コロナ禍で在宅ワークが増えた結果、「コロナ離婚」という言葉も生まれている。毎日夫婦が家で顔を突き合わせることでストレスが溜まり、それが喧嘩や家庭内暴力に発展したことが離婚原因である。
「本来、ホールはストレス解消の場で、その受け皿としてコロナ禍ではパチンコは右肩上がりでなければいけないのに、そうなっていない。去年4月から禁煙化になり新規客が増えなければいけないのに、衰退するのは経営者の考え方が間違っているからだ」と指摘した後で、さらにこう続ける。
「過激な差玉を出す機械作りが過熱して行った結果、度重なる規制が行われた。人間の射幸心に制限はない。1万円で10万円も勝てる機械が出れば、客はそれに飛びつく。10万円勝たせるためには、10万円の負けを作らなければならない。つまり、10人に1人しか勝てないソフトを作ることになる。パチンコ店がストレス解消の場から賭博場になったので崩壊した」(S代表)
過激な機械づくりや等価交換で、よりギャンブル性を高めたことが、パチンコ業界を衰退させて行ったことは、業界人なら百も承知していることだ。しかし、業界は分かっていながらも社会的ジレンマから抜け出すことができない。
そこでS代表が取った行動は、新台入れ替えや出玉合戦のパワーゲームの土俵から降りて、前回お伝えした低価交換戦略で独自路線を歩むことだった。

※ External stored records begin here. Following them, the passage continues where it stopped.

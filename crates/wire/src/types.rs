//! Wire-level request/response shapes for the six Control Plane calls named
//! in spec §6. Deliberately not a full GraphQL schema — the GraphQL/REST
//! surface beyond these calls is out of scope (spec §1).

use runner_core::{Job, JobId, JobOutcome, RunnerId};
use serde::{Deserialize, Serialize};

/// Response to `GetPendingJob`. An empty `job.id` (or `job: None`) is the
/// "no job available" sentinel (spec §4.8, §6).
#[derive(Debug, Clone, Serialize, Deserialize)]
#[serde(rename_all = "camelCase")]
pub struct PendingJobResponse {
    pub job: Option<Job>,
    pub next_token: String,
}

impl PendingJobResponse {
    pub fn empty(next_token: impl Into<String>) -> Self {
        Self { job: None, next_token: next_token.into() }
    }
}

/// One batch of base64-encoded log lines shipped to `AppendJobLog`.
#[derive(Debug, Clone, Serialize, Deserialize)]
#[serde(rename_all = "camelCase")]
pub struct LogBatch {
    pub runner_id: RunnerId,
    pub runner_job_id: JobId,
    /// RFC 3339 timestamp of submission.
    pub sent_at: String,
    pub base64_lines: Vec<String>,
}

/// Payload for `ReportJobOutcome`.
#[derive(Debug, Clone, Serialize, Deserialize)]
#[serde(rename_all = "camelCase")]
pub struct OutcomeReport {
    pub runner_id: RunnerId,
    pub runner_job_id: JobId,
    pub outcome: JobOutcome,
}

/// Auxiliary fields merged additively into a `Job` when it arrives via
/// broker mode instead of `GetPendingJob` (spec §9).
#[derive(Debug, Clone, Default, Serialize, Deserialize)]
pub struct BrokerJobFields {
    #[serde(rename = "runner-job-id")]
    pub runner_job_id: Option<String>,
    #[serde(rename = "runner-image")]
    pub runner_image: Option<String>,
    #[serde(rename = "runner-commands")]
    pub runner_commands: Option<Vec<String>>,
    #[serde(rename = "runner-extra-vars")]
    pub runner_extra_vars: Option<Vec<runner_core::Variable>>,
    #[serde(rename = "runner-files")]
    pub runner_files: Option<Vec<runner_core::JobFile>>,
}

impl BrokerJobFields {
    /// Merge these fields additively onto `job`: present fields override or
    /// extend, absent fields leave `job` untouched.
    pub fn merge_into(self, mut job: Job) -> Job {
        if let Some(id) = self.runner_job_id {
            job.id = id.into();
        }
        if let Some(image) = self.runner_image {
            job.image = image;
        }
        if let Some(mut commands) = self.runner_commands {
            job.commands.append(&mut commands);
        }
        if let Some(mut vars) = self.runner_extra_vars {
            job.variables.append(&mut vars);
        }
        if let Some(mut files) = self.runner_files {
            job.files.append(&mut files);
        }
        job
    }
}

#[cfg(test)]
mod tests {
    use super::*;

    #[test]
    fn merge_is_additive_not_replacing() {
        let job = Job {
            id: "base".into(),
            number: "1".to_string(),
            image: "alpine".to_string(),
            commands: vec!["echo hi".to_string()],
            variables: vec![],
            files: vec![],
        };
        let fields = BrokerJobFields {
            runner_job_id: Some("override-id".to_string()),
            runner_image: None,
            runner_commands: Some(vec!["echo bye".to_string()]),
            runner_extra_vars: None,
            runner_files: None,
        };
        let merged = fields.merge_into(job);
        assert_eq!(merged.id.as_str(), "override-id");
        assert_eq!(merged.image, "alpine"); // untouched
        assert_eq!(merged.commands, vec!["echo hi", "echo bye"]);
    }

    #[test]
    fn empty_pending_job_is_the_none_sentinel() {
        let resp = PendingJobResponse::empty("tok-2");
        assert!(resp.job.is_none());
        assert_eq!(resp.next_token, "tok-2");
    }
}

「遊ぶお客さんの気持ちを理解しているようで、理解していない。ギャンブル志向のお客さんは減ることはあっても増えることはない。4パチは伸びない。基本は1000円スタートで20回。交換率に関わらずこれが、ギリギリストレスが溜まらない。スランプがないように22回回すには技術がいる。昔は4分5厘の傾斜で玉のスピードを殺したが、今は3分5厘で玉のスピードが速く、技術もない。コンピュータのデータだけを見て、お客さんの顔を見ない店長にお客さんが満足するものは提供できない。コンピュータの答えは平均値であって、途中経過は見えない。1分間スタートは6回を良し、とすれば、1分目は8回で、2分目は3回。その平均値が6回。1分間にコンスタントに6回回れば、お客さんは安心して打てる。そのためには釘の技術と玉のスピードも重要になる。交換率は15割が一番ストレスが溜まらない。良心的な商売をするところが稼働を伸ばす」と力説する。

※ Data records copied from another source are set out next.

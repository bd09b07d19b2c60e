//! Lease-backed leader election (spec §4.9): a single-writer election over a
//! `coordination.v1/Lease` object named after the runner deployment,
//! matching client-go's `LeaderElector` timings (15s lease, 10s renew
//! deadline, 2s retry) and release-on-cancel behavior. Grounded in
//! `original_source/src/pkg/leaderElection.go`.

use std::sync::Arc;
use std::time::Duration;

use async_trait::async_trait;
use chrono::Utc;
use k8s_openapi::api::coordination::v1::{Lease, LeaseSpec};
use k8s_openapi::apimachinery::pkg::apis::meta::v1::{MicroTime, ObjectMeta};
use kube::api::{Api, PostParams};
use kube::Client;
use parking_lot::RwLock;
use tokio_util::sync::CancellationToken;

#[derive(Debug, Clone)]
pub struct LeaderElectionConfig {
    pub namespace: String,
    pub lease_name: String,
    /// This process's identity — typically the runner id.
    pub identity: String,
    pub lease_duration: Duration,
    pub renew_deadline: Duration,
    pub retry_period: Duration,
}

impl LeaderElectionConfig {
    /// The timings named in spec §4.9.
    pub fn new(namespace: impl Into<String>, lease_name: impl Into<String>, identity: impl Into<String>) -> Self {
        Self {
            namespace: namespace.into(),
            lease_name: lease_name.into(),
            identity: identity.into(),
            lease_duration: Duration::from_secs(15),
            renew_deadline: Duration::from_secs(10),
            retry_period: Duration::from_secs(2),
        }
    }
}

/// Leadership callbacks (spec §4.9). All three may be invoked from the
/// election task; implementations must be internally synchronized if they
/// touch shared state beyond what's passed in.
#[async_trait]
pub trait LeaderCallbacks: Send + Sync {
    async fn on_started_leading(&self);
    async fn on_stopped_leading(&self);
    async fn on_new_leader(&self, identity: &str);
}

/// Runs one election loop, renewing or contending for a single
/// `coordination.v1/Lease`. `leader_flag` is exposed so callers (notably the
/// autoscaler) can make authorization-style checks under the same
/// read-write guard spec §4.9 mandates, without re-deriving leadership
/// themselves.
pub struct LeaseElector {
    leases: Api<Lease>,
    config: LeaderElectionConfig,
    leader_flag: Arc<RwLock<bool>>,
}

impl LeaseElector {
    pub fn new(client: Client, config: LeaderElectionConfig) -> Self {
        let leases = Api::namespaced(client, &config.namespace);
        Self { leases, config, leader_flag: Arc::new(RwLock::new(false)) }
    }

    pub fn leader_flag(&self) -> Arc<RwLock<bool>> {
        self.leader_flag.clone()
    }

    pub fn is_leader(&self) -> bool {
        *self.leader_flag.read()
    }

    async fn set_leader(&self, value: bool, callbacks: &dyn LeaderCallbacks) {
        let was_leader = {
            let mut flag = self.leader_flag.write();
            let was = *flag;
            *flag = value;
            was
        };
        if value && !was_leader {
            callbacks.on_started_leading().await;
        } else if !value && was_leader {
            callbacks.on_stopped_leading().await;
        }
    }

    /// One acquire-or-renew attempt. Returns the holder identity after the
    /// attempt (whether or not it is us) so the caller can detect
    /// leadership transitions.
    async fn tick(&self) -> Result<String, kube::Error> {
        let now = Utc::now();
        match self.leases.get(&self.config.lease_name).await {
            Ok(existing) => {
                let holder = existing.spec.as_ref().and_then(|s| s.holder_identity.clone());
                let renew_time =
                    existing.spec.as_ref().and_then(|s| s.renew_time.as_ref()).map(|t| t.0);
                let duration_secs =
                    existing.spec.as_ref().and_then(|s| s.lease_duration_seconds).unwrap_or(15);
                let expired = renew_time
                    .map(|t| now.signed_duration_since(t).num_seconds() > duration_secs as i64)
                    .unwrap_or(true);

                if holder.as_deref() == Some(self.config.identity.as_str()) || expired {
                    let mut updated = existing.clone();
                    let spec = updated.spec.get_or_insert_with(LeaseSpec::default);
                    let is_new_holder = holder.as_deref() != Some(self.config.identity.as_str());
                    spec.holder_identity = Some(self.config.identity.clone());
                    spec.lease_duration_seconds = Some(self.config.lease_duration.as_secs() as i32);
                    spec.renew_time = Some(MicroTime(now));
                    if is_new_holder {
                        spec.acquire_time = Some(MicroTime(now));
                        spec.lease_transitions =
                            Some(spec.lease_transitions.unwrap_or(0) + 1);
                    }
                    self.leases.replace(&self.config.lease_name, &PostParams::default(), &updated).await?;
                    Ok(self.config.identity.clone())
                } else {
                    Ok(holder.unwrap_or_default())
                }
            }
            Err(kube::Error::Api(ae)) if ae.code == 404 => {
                let lease = Lease {
                    metadata: ObjectMeta {
                        name: Some(self.config.lease_name.clone()),
                        namespace: Some(self.config.namespace.clone()),
                        ..Default::default()
                    },
                    spec: Some(LeaseSpec {
                        holder_identity: Some(self.config.identity.clone()),
                        lease_duration_seconds: Some(self.config.lease_duration.as_secs() as i32),
                        acquire_time: Some(MicroTime(now)),
                        renew_time: Some(MicroTime(now)),
                        lease_transitions: Some(0),
                        ..Default::default()
                    }),
                };
                self.leases.create(&PostParams::default(), &lease).await?;
                Ok(self.config.identity.clone())
            }
            Err(e) => Err(e),
        }
    }

    /// Releases the lease if we currently hold it — best-effort, matching
    /// client-go's `ReleaseOnCancel`.
    async fn release(&self) {
        if !self.is_leader() {
            return;
        }
        if let Ok(existing) = self.leases.get(&self.config.lease_name).await {
            let mut updated = existing;
            if let Some(spec) = updated.spec.as_mut() {
                spec.holder_identity = None;
            }
            let _ = self.leases.replace(&self.config.lease_name, &PostParams::default(), &updated).await;
        }
        tracing::info!(identity = %self.config.identity, "released leader lease on shutdown");
    }

    /// Runs the election loop until `cancel` fires; stops scaling actions
    /// immediately on loss of leadership by invoking `on_stopped_leading`
    /// before returning control to the retry loop (spec §4.9, §5).
    pub async fn run(&self, cancel: CancellationToken, callbacks: Arc<dyn LeaderCallbacks>) {
        let mut last_known_holder: Option<String> = None;

        loop {
            if cancel.is_cancelled() {
                break;
            }

            match self.tick().await {
                Ok(holder) => {
                    let became_leader = holder == self.config.identity;
                    self.set_leader(became_leader, callbacks.as_ref()).await;
                    if last_known_holder.as_deref() != Some(holder.as_str()) {
                        last_known_holder = Some(holder.clone());
                        callbacks.on_new_leader(&holder).await;
                    }
                }
                Err(e) => {
                    tracing::warn!(error = %e, "leader election tick failed");
                    self.set_leader(false, callbacks.as_ref()).await;
                }
            }

            tokio::select! {
                _ = tokio::time::sleep(self.config.retry_period) => {}
                _ = cancel.cancelled() => break,
            }
        }

        self.release().await;
        self.set_leader(false, callbacks.as_ref()).await;
    }
}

では、ユーザーを増やすためには何をすればいいのか? 答えは良心的な営業と言うことではあるが、一般的な業種でも安くいいものを提供することが鉄則である。
薄利多売で成功した者が勝者で、薄利だけで終われば敗者である。
「韋駄天を導入すれば利益が取れるとばかりに、こぞって入れたがる。儲かる機械のことばかりを考えるから見誤る。これはレベルが低すぎる。稼働を上げることを考えずに、利益のことばかりを優先するからダメ。お客さんを痛めつけることは絶対にやらない、というポリシーを貫く。お客さんが何を考え、何を求めているか。それを実行すれば自ずとお客さんはついてくる。パチンコを打っている人たちは、夜8時半にスーパーの半額セールで総菜を買っている層。そういう人たちの気持ちが分からない人がホールを経営している。何のためにホール経営しているのか、経営者の意識改革が必要」と断言する。